[RECORDED DATA — start]

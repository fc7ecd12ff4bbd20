//! Gap-size bins over absolute gap percentage.
//!
//! Four contiguous half-open bins partition `[effective_min, ∞)`:
//! `[effective_min, 0.5)`, `[0.5, 1.0)`, `[1.0, 1.5)`, `[1.5, ∞)`, where
//! `effective_min = max(min_gap, 0.1)`. When `effective_min` lies above a nominal
//! edge, lower edges are clamped so the partition still starts at
//! `effective_min`; bins left with an empty range never receive events.

/// Number of bins in every table.
pub const BIN_COUNT: usize = 4;

/// Floor applied to the first bin's lower edge.
pub const MIN_BIN_EDGE: f64 = 0.1;

/// Label used for gaps that fall outside every bin.
pub const OTHER_LABEL: &str = "other";

const NOMINAL_EDGES: [f64; BIN_COUNT] = [0.0, 0.5, 1.0, 1.5];

#[derive(Debug, Clone, PartialEq)]
pub struct GapBin {
    pub min: f64,
    /// Exclusive upper edge; `f64::INFINITY` for the last bin.
    pub max: f64,
    pub label: String,
}

impl GapBin {
    pub fn contains(&self, abs_gap: f64) -> bool {
        abs_gap >= self.min && abs_gap < self.max
    }
}

#[derive(Debug, Clone, PartialEq)]
pub struct BinTable {
    bins: [GapBin; BIN_COUNT],
}

impl BinTable {
    pub fn new(min_gap: f64) -> Self {
        let effective_min = min_gap.max(MIN_BIN_EDGE);
        let bins = std::array::from_fn(|i| {
            let nominal_lo = if i == 0 { effective_min } else { NOMINAL_EDGES[i] };
            let hi = NOMINAL_EDGES
                .get(i + 1)
                .copied()
                .unwrap_or(f64::INFINITY);
            let lo = nominal_lo.max(effective_min);
            if lo >= hi {
                // Entire range sits below the effective minimum. The first
                // bin still names the threshold it starts from.
                GapBin {
                    min: hi,
                    max: hi,
                    label: range_label(nominal_lo, hi),
                }
            } else {
                GapBin {
                    min: lo,
                    max: hi,
                    label: range_label(lo, hi),
                }
            }
        });
        Self { bins }
    }

    pub fn bins(&self) -> &[GapBin; BIN_COUNT] {
        &self.bins
    }

    pub fn effective_min(&self) -> f64 {
        self.bins
            .iter()
            .find(|b| b.min < b.max)
            .map(|b| b.min)
            .unwrap_or(MIN_BIN_EDGE)
    }

    /// Index of the bin containing `abs_gap`, or `None` for "other".
    pub fn classify(&self, abs_gap: f64) -> Option<usize> {
        self.bins.iter().position(|b| b.contains(abs_gap))
    }

    pub fn label(&self, bin: Option<usize>) -> &str {
        match bin.and_then(|i| self.bins.get(i)) {
            Some(b) => &b.label,
            None => OTHER_LABEL,
        }
    }
}

fn range_label(lo: f64, hi: f64) -> String {
    if hi.is_infinite() {
        format!(">{}%", format_edge(lo))
    } else {
        format!("{}–{}%", format_edge(lo), format_edge(hi))
    }
}

/// Formats a bin edge with at least one and at most three decimals.
fn format_edge(x: f64) -> String {
    let s = format!("{x:.3}");
    let trimmed = s.trim_end_matches('0');
    if trimmed.ends_with('.') {
        format!("{trimmed}0")
    } else {
        trimmed.to_string()
    }
}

[RECORDED DATA — finish]

▶ WORK TASK: Look back at the entries above and repeat, unchanged, every line from the line holding "pub fn new(min_gap: f64)" through the line holding "let lo = nominal_lo.max(effective_min);".

▶ EXERCISE SOLUTION:
    pub fn new(min_gap: f64) -> Self {
        let effective_min = min_gap.max(MIN_BIN_EDGE);
        let bins = std::array::from_fn(|i| {
            let nominal_lo = if i == 0 { effective_min } else { NOMINAL_EDGES[i] };
            let hi = NOMINAL_EDGES
                .get(i + 1)
                .copied()
                .unwrap_or(f64::INFINITY);
            let lo = nominal_lo.max(effective_min);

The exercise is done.